Many of the ingredients of the curry are exchangeable. In this recipe I used almond milk, but you could also use coconut milk instead. Any of the vegetables can be exchanged, if you don't have one or the other at home. The first time I made this curry I used squash instead of the aubergine.
serves 2 - 3
- 1/2 lb brussel sprouts
- 1/2 onion
- 7 oz extra firm tofu
- 1/2 of a small squash or 2 cups diced aubergine
- 1 banana
- 1/2 tbsp chili flakes (depending on how spicy you want it)
- 3 cloves of garlic
- 1 can coconut milk or 1 cup almond milk
- 1 cup water
- 1/2 tsp whole caraway seeds or powder
- 1/2 tsp whole fennel seeds or powder
- 1/2 tsp whole cardamom seeds or powder
- 1/4" size piece of fresh ginger (grated)

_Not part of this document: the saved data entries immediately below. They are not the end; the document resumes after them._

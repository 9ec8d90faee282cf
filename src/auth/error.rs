// SPDX-License-Identifier: AGPL-3.0-or-later
//
// Copyright (C) 2026 Relational Network

//! Authentication errors.

use axum::{
    http::StatusCode,
    response::{IntoResponse, Response},
    Json,
};
use serde::Serialize;

/// Authentication error type.
#[derive(Debug)]
pub enum AuthError {
    /// No authorization header present
    MissingAuthHeader,
    /// Invalid authorization header format
    InvalidAuthHeader,
    /// Token is malformed
    MalformedToken,
    /// Token signature is invalid
    InvalidSignature,
    /// Token has expired
    TokenExpired,
    /// Token issuer is invalid
    InvalidIssuer,
    /// Token is not yet valid
    TokenNotYetValid,
    /// No verification secret configured
    NotConfigured,
}

#[derive(Serialize)]
struct AuthErrorBody {
    error: String,
    error_code: String,
}

impl AuthError {
    /// Get the error code for this error.
    pub fn error_code(&self) -> &'static str {
        match self {
            AuthError::MissingAuthHeader => "missing_auth_header",
            AuthError::InvalidAuthHeader => "invalid_auth_header",
            AuthError::MalformedToken => "malformed_token",
            AuthError::InvalidSignature => "invalid_signature",
            AuthError::TokenExpired => "token_expired",
            AuthError::InvalidIssuer => "invalid_issuer",
            AuthError::TokenNotYetValid => "token_not_yet_valid",
            AuthError::NotConfigured => "auth_not_configured",
        }
    }

    /// Get the HTTP status code for this error.
    pub fn status_code(&self) -> StatusCode {
        match self {
            AuthError::MissingAuthHeader
            | AuthError::InvalidAuthHeader
            | AuthError::MalformedToken
            | AuthError::InvalidSignature
            | AuthError::TokenExpired
            | AuthError::InvalidIssuer
            | AuthError::TokenNotYetValid => StatusCode::UNAUTHORIZED,
            AuthError::NotConfigured => StatusCode::INTERNAL_SERVER_ERROR,
        }
    }
}

impl std::fmt::Display for AuthError {
    fn fmt(&self, f: &mut std::fmt::Formatter<'_>) -> std::fmt::Result {
        match self {
            AuthError::MissingAuthHeader => write!(f, "Authorization header is required"),
            AuthError::InvalidAuthHeader => {
                write!(f, "Invalid authorization header format (expected 'Bearer <token>')")
            }
            AuthError::MalformedToken => write!(f, "Token is malformed"),
            AuthError::InvalidSignature => write!(f, "Token signature is invalid"),
            AuthError::TokenExpired => write!(f, "Token has expired"),
            AuthError::InvalidIssuer => write!(f, "Token issuer is invalid"),
            AuthError::TokenNotYetValid => write!(f, "Token is not yet valid"),
            AuthError::NotConfigured => write!(f, "Authentication is not configured"),
        }
    }
}

impl std::error::Error for AuthError {}

impl IntoResponse for AuthError {
    fn into_response(self) -> Response {
        let status = self.status_code();
        let body = Json(AuthErrorBody {
            error: self.to_string(),
            error_code: self.error_code().to_string(),
        });
        (status, body).into_response()
    }
}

- 1/4" size piece of fresh turmeric (grated) or 1 tsp turmeric powder
- salt and pepper to taste (start with 1 tsp each)
- 2 - 3 tbsp olive oil
- juice of 1/2 lime
Chop the onion and garlic into small cubes. If you are using whole caraway, fennel and cardamom seeds, use passel and mortar to grind them up. In a wok pan roast the chopped onion, garlic, grated ginger and turmeric and all the spices until the onion is golden brown. Add the cubed aubergine or squash and the brussel sprouts (cut in half) and roast for about 5 minutes. Make sure to stir everything regularly, so it doesn't burn. After quickly frying all the vegetables, add the water and coconut or almond milk and let it come to a boil. With a lid let the curry simmer for about 25 minutes or until the brussel sprouts are cooked. Make sure to stir the curry every so often. Add the squared tofu and mashed banana and let it simmer for another 5 minutes.
You can eat the curry plain, or serve it with any grain. In this case I made some brown rice, but white rice, quinoa or millet are delicious too!
Before serving the curry, drizzle some of the lime juice on the curry! It gives it an amazing flavor!